Engineering Contradictions & Design Principles
Engineering Contradiction Analysis
1Ease of operation
If manual dimensioning is used, then operational flexibility is maintained, but measurement precision deteriorates due to human error
Solution Approach 1:
The patent replaces manual mechanical measurement systems with an automated optical dimensioning system that uses cameras and image processing algorithms to capture and analyze package dimensions, eliminating human error while maintaining workflow flexibility through automatic integration
Solution Approach 2:
The dimensioning system performs self-measurement by automatically capturing images of packages and computing dimensional data without requiring worker intervention, with the system independently processing measurements and providing results back to the workflow
2Measurement precision
If automated dimensioning systems are implemented, then measurement precision improves, but device complexity increases
Solution Approach 1:
The dimensioning system is designed as a multi-functional integrated unit that combines image capture, dimension computation, worker identification, productivity tracking, and feedback provision into a single system, reducing overall complexity by eliminating the need for separate manual processes and multiple independent systems
Solution Approach 2:
The patent introduces a computing device that acts as an intermediary between the camera system and the material handling workflow, processing images and dimensional data while interfacing with existing warehouse management systems, thereby simplifying integration without sacrificing measurement precision
3Productivity
If real-time productivity monitoring is implemented, then productivity is improved through feedback, but loss of information increases due to data processing requirements
Solution Approach 1:
The system implements real-time feedback by continuously monitoring worker productivity metrics through automated dimensioning and providing immediate performance information to workers and managers, enabling continuous improvement while efficiently processing data through integrated computing resources
Applied Scientific Principles
This section explains which scientific principles are used to turn an abstract innovation direction into a practical engineering solution.

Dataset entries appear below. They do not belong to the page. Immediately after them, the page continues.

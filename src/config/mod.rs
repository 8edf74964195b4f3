//! Configuration for rendering and logging
//!
//! Configuration is loaded in order of precedence:
//! 1. Environment variables (highest priority)
//! 2. Config file (~/.config/agentdoc/config.toml)
//! 3. Built-in defaults (lowest priority)

use anyhow::{Context, Result};
use serde::Deserialize;
use std::path::{Path, PathBuf};

// ─────────────────────────────────────────────────────────────────────────────
// Submodules
// ─────────────────────────────────────────────────────────────────────────────

mod observability;
mod render;
mod serialization;

#[cfg(test)]
mod tests;

pub use observability::{FileLogging, LogRotation, LoggingConfig};
pub use render::{FileRender, RenderConfig};

// ─────────────────────────────────────────────────────────────────────────────
// Constants
// ─────────────────────────────────────────────────────────────────────────────

pub const VERSION: &str = env!("CARGO_PKG_VERSION");

/// Theme used when neither env nor file name one
pub const DEFAULT_THEME: &str = "auto";

const ENV_THEME: &str = "AGENTDOC_THEME";
const ENV_WIDTH: &str = "AGENTDOC_WIDTH";

// ─────────────────────────────────────────────────────────────────────────────
// Application Configuration
// ─────────────────────────────────────────────────────────────────────────────

/// Application configuration
#[derive(Debug, Clone, PartialEq)]
pub struct Config {
    /// Theme name: "auto", "dracula", "nord", "gruvbox"
    pub theme: String,

    /// Document layout settings
    pub render: RenderConfig,

    /// Logging configuration
    pub logging: LoggingConfig,
}

impl Default for Config {
    fn default() -> Self {
        Self {
            theme: DEFAULT_THEME.to_string(),
            render: RenderConfig::default(),
            logging: LoggingConfig::default(),
        }
    }
}

// ─────────────────────────────────────────────────────────────────────────────
// File Configuration (deserialization layer)
// ─────────────────────────────────────────────────────────────────────────────

/// Config file structure; every key is optional
#[derive(Debug, Deserialize, Default)]
#[serde(deny_unknown_fields)]
pub(crate) struct FileConfig {
    pub theme: Option<String>,

    /// Optional [render] section
    pub render: Option<FileRender>,

    /// Optional [logging] section
    pub logging: Option<FileLogging>,
}

// ─────────────────────────────────────────────────────────────────────────────
// Configuration Loading
// ─────────────────────────────────────────────────────────────────────────────

impl Config {
    /// Get the config file path: ~/.config/agentdoc/config.toml
    /// Uses Unix-style ~/.config on all platforms for consistency
    pub fn config_path() -> Option<PathBuf> {
        dirs::home_dir().map(|p| p.join(".config").join("agentdoc").join("config.toml"))
    }

    /// Load configuration: env vars > file > defaults
    ///
    /// A missing file means defaults. A file that exists but cannot be read
    /// or parsed is an error, so a broken config never silently falls back.
    pub fn load() -> Result<Self> {
        let file = match Self::config_path() {
            Some(path) => load_file_config(&path)?,
            None => FileConfig::default(),
        };
        Ok(Self::resolve(file, |key| std::env::var(key).ok()))
    }

    /// Merge a parsed file with an environment lookup
    pub(crate) fn resolve(file: FileConfig, env: impl Fn(&str) -> Option<String>) -> Self {
        // Theme: env > file > default
        let theme = env(ENV_THEME)
            .or(file.theme)
            .unwrap_or_else(|| DEFAULT_THEME.to_string());

        let mut render = RenderConfig::from_file(file.render);
        // Width: env > file > default (unparseable env values are ignored)
        if let Some(width) = env(ENV_WIDTH).and_then(|v| v.trim().parse().ok()) {
            render.width = width;
        }

        let logging = LoggingConfig::from_file(file.logging);

        Self {
            theme,
            render,
            logging,
        }
    }

    /// Write the default template unless a config file already exists
    ///
    /// Returns the path and whether a new file was written.
    pub fn init_file() -> Result<(PathBuf, bool)> {
        let path = Self::config_path().context("Could not determine config path")?;
        if path.exists() {
            return Ok((path, false));
        }
        Self::default().save_to(&path)?;
        Ok((path, true))
    }
}

fn load_file_config(path: &Path) -> Result<FileConfig> {
    match std::fs::read_to_string(path) {
        Ok(contents) => parse_file_config(&contents)
            .with_context(|| format!("Failed to parse config file {}", path.display())),
        Err(e) if e.kind() == std::io::ErrorKind::NotFound => Ok(FileConfig::default()),
        Err(e) => {
            Err(e).with_context(|| format!("Cannot read config file {}", path.display()))
        }
    }
}

pub(crate) fn parse_file_config(contents: &str) -> Result<FileConfig> {
    Ok(toml::from_str(contents)?)
}
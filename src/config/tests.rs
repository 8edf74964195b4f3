//! Configuration tests
//!
//! The template produced by `to_toml` must always parse back into the same
//! configuration; these tests fail when a new field is added to one side only.

use super::*;
use pretty_assertions::assert_eq;
use std::collections::HashMap;

fn no_env(_: &str) -> Option<String> {
    None
}

fn env_from(pairs: &[(&str, &str)]) -> impl Fn(&str) -> Option<String> {
    let map: HashMap<String, String> = pairs
        .iter()
        .map(|(k, v)| (k.to_string(), v.to_string()))
        .collect();
    move |key| map.get(key).cloned()
}

// ─────────────────────────────────────────────────────────────────────────────
// Round-trip tests
// ─────────────────────────────────────────────────────────────────────────────

#[test]
fn test_config_roundtrip_default() {
    let config = Config::default();
    let file = parse_file_config(&config.to_toml()).expect("default template parses");
    assert_eq!(Config::resolve(file, no_env), config);
}

#[test]
fn test_config_roundtrip_custom() {
    let mut config = Config::default();
    config.theme = "nord".to_string();
    config.render.width = 72;
    config.render.collapse_sections = true;
    config.render.show_field_names = false;
    config.logging.level = "agentdoc=debug".to_string();
    config.logging.file_enabled = true;
    config.logging.file_dir = PathBuf::from("/var/log/agentdoc");
    config.logging.file_rotation = LogRotation::Hourly;

    let file = parse_file_config(&config.to_toml()).expect("custom template parses");
    assert_eq!(Config::resolve(file, no_env), config);
}

#[test]
fn test_template_escapes_quotes() {
    let mut config = Config::default();
    config.logging.file_prefix = "we\"ird".to_string();
    let file = parse_file_config(&config.to_toml()).expect("escaped template parses");
    assert_eq!(Config::resolve(file, no_env).logging.file_prefix, "we\"ird");
}

// ─────────────────────────────────────────────────────────────────────────────
// Precedence
// ─────────────────────────────────────────────────────────────────────────────

#[test]
fn test_empty_file_means_defaults() {
    let file = parse_file_config("").unwrap();
    assert_eq!(Config::resolve(file, no_env), Config::default());
}

#[test]
fn test_partial_file_keeps_other_defaults() {
    let file = parse_file_config("[render]\nwidth = 60\n").unwrap();
    let config = Config::resolve(file, no_env);
    assert_eq!(config.render.width, 60);
    assert!(config.render.show_field_names);
    assert_eq!(config.theme, DEFAULT_THEME);
}

#[test]
fn test_env_overrides_file() {
    let file = parse_file_config("theme = \"nord\"\n[render]\nwidth = 60\n").unwrap();
    let env = env_from(&[("AGENTDOC_THEME", "dracula"), ("AGENTDOC_WIDTH", "120")]);
    let config = Config::resolve(file, env);
    assert_eq!(config.theme, "dracula");
    assert_eq!(config.render.width, 120);
}

#[test]
fn test_unparseable_env_width_is_ignored() {
    let file = parse_file_config("[render]\nwidth = 60\n").unwrap();
    let config = Config::resolve(file, env_from(&[("AGENTDOC_WIDTH", "wide")]));
    assert_eq!(config.render.width, 60);
}

#[test]
fn test_unknown_rotation_means_daily() {
    let file = parse_file_config("[logging]\nfile_rotation = \"weekly\"\n").unwrap();
    assert_eq!(
        Config::resolve(file, no_env).logging.file_rotation,
        LogRotation::Daily
    );
}

// ─────────────────────────────────────────────────────────────────────────────
// Errors
// ─────────────────────────────────────────────────────────────────────────────

#[test]
fn test_invalid_file_is_an_error() {
    assert!(parse_file_config("theme = nord").is_err());
    assert!(parse_file_config("[render]\nwidth = \"wide\"\n").is_err());
}

#[test]
fn test_unknown_keys_are_rejected() {
    assert!(parse_file_config("[render]\nwrap = 80\n").is_err());
}
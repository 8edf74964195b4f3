//! Tool-call payload decoding and classification
//!
//! Payloads arrive either as JSON-encoded strings or already decoded. A
//! string is always decoded first; a decode failure is kept local and shown
//! as the raw text plus an "Invalid JSON" marker.
//!
//! Decoded results are then classified into a closed set of variants. The
//! checks run in this order and the first hit wins:
//!
//! 1. object with a string `screenshot` field → [`ToolPayload::Image`]
//! 2. object with a string `image` field → [`ToolPayload::Image`]
//! 3. object with string `data` and an `image/*` `mime_type` / `mimeType`
//!    → [`ToolPayload::Image`]
//! 4. object whose `content` array holds an element with `"type": "image"`
//!    and string `data` → [`ToolPayload::Image`]
//! 5. a bare JSON string → [`ToolPayload::Text`]
//! 6. anything else → [`ToolPayload::Structured`]

use super::{JsonTree, JsonTreeError};
use crate::util::truncate_utf8_safe;
use serde_json::Value;

/// Bytes of image data shown in a one-line preview
const IMAGE_PREVIEW_BYTES: usize = 32;

/// Result of decoding a payload for display
#[derive(Debug, Clone, PartialEq)]
pub enum PayloadView {
    Tree(JsonTree),
    /// Undecodable string, displayed literally next to the error
    Invalid { raw: String, error: JsonTreeError },
}

impl PayloadView {
    /// Decode a payload that may be an encoded string or a decoded value
    pub fn decode(input: &Value) -> Self {
        match input {
            Value::String(text) => Self::decode_str(text),
            other => PayloadView::Tree(JsonTree::from_value(other)),
        }
    }

    pub fn decode_str(text: &str) -> Self {
        match JsonTree::parse(text) {
            Ok(tree) => PayloadView::Tree(tree),
            Err(error) => {
                tracing::warn!(%error, "tool payload is not valid JSON");
                PayloadView::Invalid {
                    raw: text.to_string(),
                    error,
                }
            }
        }
    }

    pub fn tree(&self) -> Option<&JsonTree> {
        match self {
            PayloadView::Tree(tree) => Some(tree),
            PayloadView::Invalid { .. } => None,
        }
    }

    /// Copy text: pretty JSON for trees, the raw input otherwise
    pub fn copy_text(&self) -> String {
        match self {
            PayloadView::Tree(tree) => tree.to_pretty_string(),
            PayloadView::Invalid { raw, .. } => raw.clone(),
        }
    }
}

/// The named shapes a tool result can take
#[derive(Debug, Clone, PartialEq)]
pub enum ToolPayload {
    Image {
        data: String,
        mime_type: Option<String>,
    },
    Text(String),
    Structured(JsonTree),
}

impl ToolPayload {
    /// Resolve a decoded tool result into its variant (see module docs)
    pub fn classify(value: &Value) -> Self {
        if let Some(image) = image_from(value) {
            return image;
        }
        match value {
            Value::String(text) => ToolPayload::Text(text.clone()),
            other => ToolPayload::Structured(JsonTree::from_value(other)),
        }
    }

    /// One-line description used in collapsed headers
    pub fn summary(&self) -> String {
        match self {
            ToolPayload::Image { data, mime_type } => format!(
                "[image {} · {} bytes · {}…]",
                mime_type.as_deref().unwrap_or("unknown"),
                data.len(),
                truncate_utf8_safe(data, IMAGE_PREVIEW_BYTES)
            ),
            ToolPayload::Text(text) => text.lines().next().unwrap_or_default().to_string(),
            ToolPayload::Structured(tree) => {
                format!("{} entries", tree.root().len())
            }
        }
    }
}

fn string_field<'a>(value: &'a Value, field: &str) -> Option<&'a str> {
    value.get(field).and_then(Value::as_str)
}

fn mime_of(value: &Value) -> Option<&str> {
    string_field(value, "mime_type").or_else(|| string_field(value, "mimeType"))
}

fn image_from(value: &Value) -> Option<ToolPayload> {
    if !value.is_object() {
        return None;
    }

    let image = |data: &str, mime_type: Option<&str>| ToolPayload::Image {
        data: data.to_string(),
        mime_type: mime_type.map(str::to_string),
    };

    if let Some(data) = string_field(value, "screenshot") {
        return Some(image(data, mime_of(value)));
    }
    if let Some(data) = string_field(value, "image") {
        return Some(image(data, mime_of(value)));
    }
    if let (Some(data), Some(mime)) = (string_field(value, "data"), mime_of(value)) {
        if mime.starts_with("image/") {
            return Some(image(data, Some(mime)));
        }
    }
    value
        .get("content")
        .and_then(Value::as_array)?
        .iter()
        .find(|item| string_field(item, "type") == Some("image"))
        .and_then(|item| string_field(item, "data").map(|data| image(data, mime_of(item))))
}
//! Render configuration: wrap width and section display defaults

use serde::Deserialize;

use crate::render::{RenderOptions, DEFAULT_WIDTH};

/// Document layout settings
#[derive(Debug, Clone, PartialEq, Eq)]
pub struct RenderConfig {
    /// Wrap width for paragraphs, lists and quotes
    pub width: usize,
    /// Start every tagged section collapsed
    pub collapse_sections: bool,
    /// Render "Name:" prefixes for section fields
    pub show_field_names: bool,
}

impl Default for RenderConfig {
    fn default() -> Self {
        Self {
            width: DEFAULT_WIDTH,
            collapse_sections: false,
            show_field_names: true,
        }
    }
}

/// Render settings as loaded from config file
#[derive(Debug, Deserialize, Default)]
#[serde(deny_unknown_fields)]
pub struct FileRender {
    pub width: Option<usize>,
    pub collapse_sections: Option<bool>,
    pub show_field_names: Option<bool>,
}

impl RenderConfig {
    /// Create from file config with defaults
    pub fn from_file(file: Option<FileRender>) -> Self {
        let file = file.unwrap_or_default();
        let defaults = Self::default();

        Self {
            width: file.width.unwrap_or(defaults.width),
            collapse_sections: file.collapse_sections.unwrap_or(defaults.collapse_sections),
            show_field_names: file.show_field_names.unwrap_or(defaults.show_field_names),
        }
    }

    pub fn options(&self) -> RenderOptions {
        RenderOptions {
            width: self.width,
            show_field_names: self.show_field_names,
        }
    }
}
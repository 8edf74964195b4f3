// JSON display: tree rows, highlighted code lines, and the invalid-payload block

use crate::json_tree::{
    ContainerKind, EntryKey, ExpandState, JsonTree, JsonTreeError, PayloadView, PrimitiveKind,
    RowKind, TreeRow,
};
use crate::theme::Theme;
use crate::util::sanitize_for_terminal;
use ratatui::style::{Modifier, Style};
use ratatui::text::{Line, Span};

// ─────────────────────────────────────────────────────────────────────────────
// Tree
// ─────────────────────────────────────────────────────────────────────────────

/// Render the visible rows of a tree, one line per row
pub fn render_tree(tree: &JsonTree, state: &ExpandState, theme: &Theme) -> Vec<Line<'static>> {
    tree.rows(state)
        .iter()
        .map(|row| render_row(row, theme))
        .collect()
}

/// Render a decoded payload, or the raw text plus error marker
pub fn render_payload(
    view: &PayloadView,
    state: &ExpandState,
    theme: &Theme,
) -> Vec<Line<'static>> {
    match view {
        PayloadView::Tree(tree) => render_tree(tree, state, theme),
        PayloadView::Invalid { raw, error } => render_invalid_json(raw, error, theme),
    }
}

fn render_row(row: &TreeRow, theme: &Theme) -> Line<'static> {
    let punct = punctuation_style(theme);
    let mut spans = vec![Span::raw("  ".repeat(row.depth))];

    match &row.kind {
        RowKind::Open {
            container,
            len,
            expanded,
        } => {
            let arrow = if *expanded { "▼ " } else { "▶ " };
            spans.push(Span::styled(arrow, Style::default().fg(theme.border)));
            push_key(&mut spans, row.key.as_ref(), theme);
            let (open, close) = container.brackets();
            if *expanded {
                spans.push(Span::styled(open, punct));
            } else {
                spans.push(Span::styled(format!("{open}…{close}"), punct));
                spans.push(Span::styled(
                    format!(" {}", count_label(*container, *len)),
                    Style::default()
                        .fg(theme.border)
                        .add_modifier(Modifier::DIM),
                ));
            }
        }
        RowKind::Close { container } => {
            spans.push(Span::raw("  "));
            spans.push(Span::styled(container.brackets().1, punct));
        }
        RowKind::Primitive { kind, literal } => {
            spans.push(Span::raw("  "));
            push_key(&mut spans, row.key.as_ref(), theme);
            let color = match kind {
                PrimitiveKind::String => theme.json_string,
                PrimitiveKind::Number => theme.json_number,
                PrimitiveKind::Bool | PrimitiveKind::Null => theme.json_literal,
            };
            spans.push(Span::styled(
                sanitize_for_terminal(literal),
                Style::default().fg(color),
            ));
        }
    }

    Line::from(spans)
}

fn push_key(spans: &mut Vec<Span<'static>>, key: Option<&EntryKey>, theme: &Theme) {
    match key {
        Some(EntryKey::Name(name)) => {
            spans.push(Span::styled(
                format!("\"{}\"", sanitize_for_terminal(name)),
                Style::default().fg(theme.json_key),
            ));
            spans.push(Span::styled(": ", punctuation_style(theme)));
        }
        Some(EntryKey::Index(index)) => {
            spans.push(Span::styled(
                format!("{index}: "),
                Style::default()
                    .fg(theme.border)
                    .add_modifier(Modifier::DIM),
            ));
        }
        None => {}
    }
}

fn count_label(container: ContainerKind, len: usize) -> String {
    let noun = match (container, len) {
        (ContainerKind::Object, 1) => "key",
        (ContainerKind::Object, _) => "keys",
        (ContainerKind::Array, 1) => "item",
        (ContainerKind::Array, _) => "items",
    };
    format!("{len} {noun}")
}

fn punctuation_style(theme: &Theme) -> Style {
    Style::default()
        .fg(theme.border)
        .add_modifier(Modifier::DIM)
}

// ─────────────────────────────────────────────────────────────────────────────
// Invalid payload
// ─────────────────────────────────────────────────────────────────────────────

/// Raw text in a bordered block, headed and footed by the decode error
pub fn render_invalid_json(raw: &str, error: &JsonTreeError, theme: &Theme) -> Vec<Line<'static>> {
    let bar = Style::default()
        .fg(theme.border)
        .add_modifier(Modifier::DIM);
    let marker = Style::default()
        .fg(theme.error)
        .add_modifier(Modifier::BOLD);

    let mut lines = vec![Line::from(vec![
        Span::styled("┌─ ", bar),
        Span::styled("Invalid JSON", marker),
    ])];
    for raw_line in sanitize_for_terminal(raw).lines() {
        lines.push(Line::from(vec![
            Span::styled("│ ", bar),
            Span::styled(raw_line.to_string(), Style::default().fg(theme.foreground)),
        ]));
    }
    let JsonTreeError::InvalidJson {
        message,
        line,
        column,
    } = error;
    lines.push(Line::from(vec![
        Span::styled("└─ ", bar),
        Span::styled(
            format!("{message} (line {line}, column {column})"),
            Style::default().fg(theme.error),
        ),
    ]));
    lines
}

// ─────────────────────────────────────────────────────────────────────────────
// Syntax highlighting for JSON code blocks
// ─────────────────────────────────────────────────────────────────────────────

#[derive(Debug, Clone, Copy, PartialEq)]
enum JsonToken {
    Key,
    String,
    Number,
    Literal,
    Punctuation,
    Whitespace,
    Other,
}

/// Split one line of JSON text into classified tokens
///
/// Works line by line, so strings are tracked only within the line. A
/// string counts as a key when the next non-blank character is `:`.
fn tokenize_json_line(line: &str) -> Vec<(JsonToken, &str)> {
    let mut tokens = Vec::new();
    let bytes = line.as_bytes();
    let mut pos = 0;

    while pos < line.len() {
        let start = pos;
        let token = match bytes[pos] {
            b'"' => {
                pos += 1;
                while pos < line.len() {
                    match bytes[pos] {
                        b'\\' => pos += 2,
                        b'"' => {
                            pos += 1;
                            break;
                        }
                        _ => pos += 1,
                    }
                }
                pos = pos.min(line.len());
                if line[pos..].trim_start().starts_with(':') {
                    JsonToken::Key
                } else {
                    JsonToken::String
                }
            }
            b'{' | b'}' | b'[' | b']' | b':' | b',' => {
                pos += 1;
                JsonToken::Punctuation
            }
            b' ' | b'\t' => {
                while pos < line.len() && matches!(bytes[pos], b' ' | b'\t') {
                    pos += 1;
                }
                JsonToken::Whitespace
            }
            _ => {
                while pos < line.len()
                    && !matches!(
                        bytes[pos],
                        b'"' | b'{' | b'}' | b'[' | b']' | b':' | b',' | b' ' | b'\t'
                    )
                {
                    pos += 1;
                }
                classify_bare(&line[start..pos])
            }
        };
        tokens.push((token, &line[start..pos]));
    }

    tokens
}

fn classify_bare(word: &str) -> JsonToken {
    match word {
        "true" | "false" | "null" => JsonToken::Literal,
        _ if word.parse::<f64>().is_ok() && looks_like_number(word) => JsonToken::Number,
        _ => JsonToken::Other,
    }
}

/// JSON number grammar: no leading `+`, no bare `.5`, no `inf`/`nan`
fn looks_like_number(word: &str) -> bool {
    let digits = word.strip_prefix('-').unwrap_or(word);
    digits.starts_with(|c: char| c.is_ascii_digit())
        && digits
            .chars()
            .all(|c| c.is_ascii_digit() || matches!(c, '.' | 'e' | 'E' | '+' | '-'))
}

/// Highlight one line of JSON text
pub(crate) fn highlight_json_line(line: &str, theme: &Theme) -> Vec<Span<'static>> {
    tokenize_json_line(line)
        .into_iter()
        .map(|(token, text)| {
            let style = match token {
                JsonToken::Key => Style::default().fg(theme.json_key),
                JsonToken::String => Style::default().fg(theme.json_string),
                JsonToken::Number => Style::default().fg(theme.json_number),
                JsonToken::Literal => Style::default().fg(theme.json_literal),
                JsonToken::Punctuation => punctuation_style(theme),
                JsonToken::Whitespace | JsonToken::Other => Style::default(),
            };
            Span::styled(text.to_string(), style)
        })
        .collect()
}

#[cfg(test)]
mod tests {
    use super::*;
    use crate::render::line_text;
    use pretty_assertions::assert_eq;
    use serde_json::json;

    fn texts(lines: &[Line<'_>]) -> Vec<String> {
        lines.iter().map(line_text).collect()
    }

    #[test]
    fn test_tree_default_expansion() {
        let tree = JsonTree::from_value(&json!({"a": {"b": {"c": 1}}, "n": [true]}));
        let lines = render_tree(&tree, &ExpandState::new(), &Theme::default());
        assert_eq!(
            texts(&lines),
            vec![
                "▼ {",
                "  ▼ \"a\": {",
                "    ▶ \"b\": {…} 1 key",
                "    }",
                "  ▼ \"n\": [",
                "      0: true",
                "    ]",
                "  }",
            ]
        );
    }

    #[test]
    fn test_collapsed_root() {
        let tree = JsonTree::from_value(&json!([1, 2, 3]));
        let mut state = ExpandState::new();
        state.collapse_all();
        let lines = render_tree(&tree, &state, &Theme::default());
        assert_eq!(texts(&lines), vec!["▶ […] 3 items"]);
    }

    #[test]
    fn test_primitive_root() {
        let tree = JsonTree::from_value(&json!("hi"));
        let lines = render_tree(&tree, &ExpandState::new(), &Theme::default());
        assert_eq!(texts(&lines), vec!["  \"hi\""]);
    }

    #[test]
    fn test_invalid_payload_block() {
        let view = PayloadView::decode_str("{invalid");
        let lines = render_payload(&view, &ExpandState::new(), &Theme::default());
        let text = texts(&lines);
        assert_eq!(text[0], "┌─ Invalid JSON");
        assert_eq!(text[1], "│ {invalid");
        assert!(text[2].starts_with("└─ "));
        assert!(text[2].contains("line 1"));
    }

    #[test]
    fn test_tokenize_key_value_line() {
        let tokens = tokenize_json_line(r#"  "name": "x", "n": -1.5e3, "ok": null"#);
        let kinds: Vec<JsonToken> = tokens
            .iter()
            .map(|(kind, _)| *kind)
            .filter(|kind| *kind != JsonToken::Whitespace)
            .collect();
        assert_eq!(
            kinds,
            vec![
                JsonToken::Key,
                JsonToken::Punctuation,
                JsonToken::String,
                JsonToken::Punctuation,
                JsonToken::Key,
                JsonToken::Punctuation,
                JsonToken::Number,
                JsonToken::Punctuation,
                JsonToken::Key,
                JsonToken::Punctuation,
                JsonToken::Literal,
            ]
        );
    }

    #[test]
    fn test_tokenize_escaped_quote_and_unclosed_string() {
        let tokens = tokenize_json_line(r#""a\"b": "open"#);
        assert_eq!(tokens[0], (JsonToken::Key, r#""a\"b""#));
        assert_eq!(tokens.last(), Some(&(JsonToken::String, "\"open")));
    }

    #[test]
    fn test_highlight_preserves_text() {
        let line = r#"{"k": [1, "two", false]}"#;
        let spans = highlight_json_line(line, &Theme::default());
        let rebuilt: String = spans.iter().map(|span| span.content.as_ref()).collect();
        assert_eq!(rebuilt, line);
    }

    #[test]
    fn test_number_grammar() {
        assert_eq!(classify_bare("42"), JsonToken::Number);
        assert_eq!(classify_bare("-0.5"), JsonToken::Number);
        assert_eq!(classify_bare("inf"), JsonToken::Other);
        assert_eq!(classify_bare("+1"), JsonToken::Other);
        assert_eq!(classify_bare(".5"), JsonToken::Other);
    }
}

Function Achieved in This Case
The system enhances accuracy in dimensioning, reduces errors, and improves operational efficiency by providing real-time feedback and instructions to workers, leading to better resource management and cost optimization in material handling environments.
Implementation Method 1
a pattern projecting unit configured to project a light pattern on an item placed in a field of view of the dimensioning system; a range imaging unit configured to capture one or more range images of the item on detecting a light pattern which is reflected from the item
Data Source
AI summary
Various embodiments described herein relates to techniques for providing real-time productivity information to a worker in a material handling environment. In this regard, for computing a productivity metric of the worker, a productivity metrics system may access various types of data. In this aspect, the productivity metric system may receive: order level data associated with multiple items identified for shipping; worker operation data associated with the workers and at least one workflow being operated by the workers; and dimensional data of the items being handled by the workers. The productivity metric system may compute the productivity metrics of the worker based on: the order level data, the dimensional data, the worker operation data, and a count of items handled by the worker. Further, the productivity metrics system may provide notifications including actionable insights indicative of actions to be performed by the worker.